One page beats ten pages
A ten-page RFP gets templated replies. A one-page RFP with ten must-answer fields forces each firm to think about your building. This is that one page: the strata management RFP template a BC council can draft on a Sunday night, send to three firms on Monday morning, and score fourteen days later. Every section below is on the template, with a note on why it's there.
The goal isn't a beautiful document. It's a proposal you can compare line by line.
What a strata RFP is and isn't
What is an RFP in a BC strata context?
An RFP is the document a council sends to prospective management firms asking them to propose on a defined scope at a defined price. It is not the contract. It is not the legal review. However, it is the thing that gets three firms bidding on the same axes.
An RFP, in the BC strata context, is a written request for proposal sent by a strata corporation to one or more licensed management firms, inviting a fee quote and service description against a stated scope. Nothing about it is regulated by the Strata Property Act directly. The SPA governs what the council can and cannot delegate to a manager. Still, the RFP itself is just a procurement tool.
The relevant statute for the firms answering you is the Real Estate Services Act (RESA).
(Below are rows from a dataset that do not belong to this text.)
//! The warp server that the node uses to:
//!
//! 1) Accept commands from its owner (get balance, send payment etc)
//! 2) Accept housekeeping commands from Lexe (shutdown, health check, etc)
//!
//! Obviously, Lexe cannot spend funds on behalf of the user; Lexe's portion of
//! this endpoint is used purely for maintenance tasks such as monitoring and
//! scheduling.
//!
//! TODO Implement owner authentication
//! TODO Implement authentication of Lexe

use std::sync::Arc;

use common::api::rest::into_response;
use common::api::UserPk;
use serde::{Deserialize, Serialize};
use thiserror::Error;
use tokio::sync::{broadcast, mpsc};
use tracing::trace;
use warp::{Filter, Rejection, Reply};

use crate::command::{host, owner};
use crate::lexe::channel_manager::LexeChannelManager;
use crate::lexe::peer_manager::LexePeerManager;
use crate::types::NetworkGraphType;

mod inject;

/// Errors that can be returned to callers of the command API.
#[derive(Error, Debug, Serialize, Deserialize)]
pub enum ApiError {
    #[error("Wrong user pk; expected '{expected_pk}', received '{actual_pk}'")]
    WrongUserPk {
        expected_pk: UserPk,
        actual_pk: UserPk,
    },
}

// TODO Add owner authentication
/// Endpoints that can only be called by the node owner.
pub fn owner_routes(
    channel_manager: LexeChannelManager,
    peer_manager: LexePeerManager,
    network_graph: Arc<NetworkGraphType>,
    activity_tx: mpsc::Sender<()>,
) -> impl Filter<Extract = impl Reply, Error = Rejection> + Clone {
    let root =
        warp::path::end().map(|| "This set of endpoints is for the owner.");

    let owner_base = warp::path("owner")
        .map(move || {
            // Hitting any endpoint under /owner counts as activity
            trace!("Sending activity event");
            let _ = activity_tx.try_send(());
        })
        .untuple_one();

    let node_info = warp::path("node_info")
        .and(warp::get())
        .and(inject::channel_manager(channel_manager.clone()))
        .and(inject::peer_manager(peer_manager))
        .map(owner::node_info)
        .map(into_response);
    let list_channels = warp::path("channels")
        .and(warp::get())
        .and(inject::channel_manager(channel_manager))
        .and(inject::network_graph(network_graph))
        .map(owner::list_channels)
        .map(into_response);

    let owner = owner_base.and(node_info.or(list_channels));

    root.or(owner)
}

// TODO Add host authentication
/// Endpoints that can only be called by the host (Lexe).
pub fn host_routes(
    user_pk: UserPk,
    shutdown_tx: broadcast::Sender<()>,
) -> impl Filter<Extract = impl Reply, Error = Rejection> + Clone {
    let root =
        warp::path::end().map(|| "This set of endpoints is for the host.");

    let status = warp::path("status")
        .and(warp::get())
        .and(warp::query())
        .and(inject::user_pk(user_pk))
        .then(host::status)
        .map(into_response);
    let shutdown = warp::path("shutdown")
        .and(warp::get())
        .and(warp::query())
        .and(inject::user_pk(user_pk))
        .and(inject::shutdown_tx(shutdown_tx))
        .map(host::shutdown)
        .map(into_response);
    let host = warp::path("host").and(status.or(shutdown));

    root.or(host)
}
It requires written service agreements, disclosure of third-party compensation, and compliance with standards set by the BC Financial Services Authority (BCFSA). Your RFP should mirror those disclosure obligations so the firms know you know. For instance, a firm that treats your RFP as a one-page summary and responds with a glossy brochure is telling you something. In contrast, a firm that responds in the same structure, section by section, is telling you something different.
{/* SOURCE: _source/bc-strata-pricing-research.md lines 83-96 (BCFSA eight-point checklist) + RESA Part 7 third-party compensation rules */}
Who should send a strata management RFP
Which BC strata councils need to run an RFP?
Two councils need one: the council considering a switch, and the council whose current contract is about to auto-renew. Everyone else is too early or too late. The SGM vote and the RFP go together. As a result, running one without the other is procurement theatre.
A council is "considering a switch" the moment the president writes is there a better option? in a meeting minute. That's the trigger. From that point, there's a sequence: validate the fee against benchmarks, discuss at council, send the RFP, run a Special General Meeting, then issue the termination letter. In our experience with BC councils, running the RFP before the SGM is the single most effective ordering. It converts the SGM from a referendum on the incumbent into a decision between the incumbent and two named alternatives.
The second case is quieter but equally important. The Strata Property Act allows termination with a majority vote plus two months' written notice at the natural end of a contract term. Meanwhile, most management agreements in BC are three years with automatic renewal clauses. If your contract is in year three and auto-renews in ninety days, you have a decision window. Skip the RFP and the next three years pre-commit. Send the RFP and at worst the incumbent has to re-compete for the work. I've tracked councils that used an RFP solely as a re-negotiation lever; the incumbent lowered its fee by the market average rather than lose the building.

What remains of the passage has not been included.